At a time when more people are toting smartphones instead of buying DSLR or mirrorless cameras, it might be a little surprising to read that camera lenses are getting more expensive, in an article on TechRadar.
To be sure, there’s been a perception among enthusiast photographers in Singapore that prices for cameras – and thus their hobby – has been itching up over the years with each new model. Is that true, though?
Take, for example, the entry-level Nikon D600 DSLR which was the first full-frame camera sold to enthusiasts at S$2,999 at launch back in September of 2012. A close equivalent to the Nikon D600 today would be the Nikon Z5 mirrorless camera which at launch cost significantly less at S$1,999.
Even the better performing mid-tier Nikon Z6 II is competitive with the old DSLR. Don’t forget that its current 2022 price of S$3,099 needs to be adjusted for inflation when comparing with the older camera as well.
However, the camera body is just one part of a system and the price should also include the additional lenses that complete the camera. Taking the example of a 24-70mm f2.8 lens, the workhorse for most working professionals, the older Nikon FX Mount DSLR version will cost S$2,809 and the Z Mount one will cost $3,399 at today’s prices.
A quick look at Canon’s EF- and RF-mount lenses with similar zoom range and aperture also shows a similar trend. The EF24-70mm f2.8 II USM will set you back S$3,059 and the RF equivalent is priced at S$3,559.
The trend suggests that camera companies are looking to attract more users to their camera systems with a cheaper body and to recoup their investments in developing the new system through the sale of the more expensive lenses.
This should be enough to maintain the business but the camera market has since shifted. More consumers are relying on their smartphones to take daily snapshots and videos. The smartphone’s ability to share images and videos on social media has also made many compact cameras, the cash cows of these imaging companies, obsolete.
This has added pressure to the bottom line. Olympus, Samsung and Casio have all exited the consumer camera business in recent years.
As the user base of camera systems gets smaller, the economies of scale will shrink further, causing the cost of manufacturing to increase. The current COVID-19 pandemic has also affected the global supply chain and has made it more expensive to buy raw materials.
The logistics nightmare has made it tougher for companies to sell and meet sales targets as more consumers are holding off buying these products until stocks are available again.
Even when you have a great product, getting it to the hands of consumers is a challenge. Stocks for Sony’s popular ZV-E10 APS-C mirrorless camera have been low, for example, and the Japanese company has instead focused on products that have better margins. Think of the recent launch of the Alpha 7 Mark IV.
Owning a camera system will be a lot cheaper if camera companies are willing to share their intellectual property with third-party lens makers like Samyang, Venus Optics, TT Artisans, 7 Artisans, Sigma, Tamron and Tokina that sell more affordable lenses to users.

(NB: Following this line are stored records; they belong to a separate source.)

use super::{Algorithm, ActivationUpdate, ColorUpdate, NeuronTarget};
use neuroplay_data::{AlgorithmKind, Color, LiveNeuron};
use std::f32::consts::PI;

/// Length of each neuron's activation bump in seconds.
pub const BUMP_DURATION: f32 = 3.0;
/// Time between the first and last neuron starting their bump.
pub const SPREAD_DURATION: f32 = 6.0;
/// The cascade repeats once the last bump has finished.
pub const PERIOD: f32 = SPREAD_DURATION + BUMP_DURATION;

/// A diagonal sweep that fires neurons one after another.
#[derive(Debug, Clone, Copy, Default)]
pub struct CascadeActivation;

fn sweep_key(neuron: &LiveNeuron) -> f32 {
    0.5 * neuron.position.x + 0.5 * neuron.position.y
}

/// Rank of every neuron along the sweep, in storage order. Ties keep storage order.
#[must_use]
pub fn sweep_ranks(neurons: &[LiveNeuron]) -> Vec<usize> {
    let mut order: Vec<usize> = (0..neurons.len()).collect();
    order.sort_by(|&a, &b| sweep_key(&neurons[a]).total_cmp(&sweep_key(&neurons[b])));
    let mut ranks = vec![0; neurons.len()];
    for (rank, &index) in order.iter().enumerate() {
        ranks[index] = rank;
    }
    ranks
}

impl Algorithm for CascadeActivation {
    fn kind(&self) -> AlgorithmKind {
        AlgorithmKind::CascadeActivation
    }

    fn targets(&self, elapsed: f32, neurons: &[LiveNeuron]) -> Vec<NeuronTarget> {
        let count = neurons.len().max(1) as f32;
        let cycle_time = elapsed.rem_euclid(PERIOD);

        sweep_ranks(neurons)
            .into_iter()
            .map(|rank| {
                let start = rank as f32 / count * SPREAD_DURATION;
                let local = cycle_time - start;
                if !(0.0..BUMP_DURATION).contains(&local) {
                    return NeuronTarget::resting();
                }
                let progress = local / BUMP_DURATION;
                NeuronTarget {
                    activation: ActivationUpdate::Set((PI * progress).sin()),
                    color: ColorUpdate::Set(Color::GREEN.lerp(&Color::ORANGE, progress)),
                }
            })
            .collect()
    }
}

Even then, the shrinking market has not helped. A rude awakening came recently for many photo buffs when they found that Korea’s Samyang has stopped stocking RF versions of its lenses.
This means fewer brands for Canon cameras owners to choose for when it comes to lenses. And as prices increase now with the manufacturers themselves, surely the demand for these cameras can get further hit as well.
To be sure, more costly Canon and Nikon lenses now will make it tougher for consumers to upgrade their lenses using older mounts to newer systems. If the situation gets worse in the coming months, the user base might shrink even further, adding to the industry’s woes.
The only way forward is to make the camera more appealing and competitive. It may be time for camera makers to adopt computational photography for new camera bodies.
While functions such as HDR and panorama are now available on some cameras, smartphones now come with power chips and software that edit photos on the fly and produce eye-popping images ready to share online.
Cameras still boast better auto-focusing, natural bokeh and more flexible manual settings, so if they can bring onboard some of the computational photography features on smartphones, they can still be a step ahead. That will certainly make it easier for consumers to part with their money.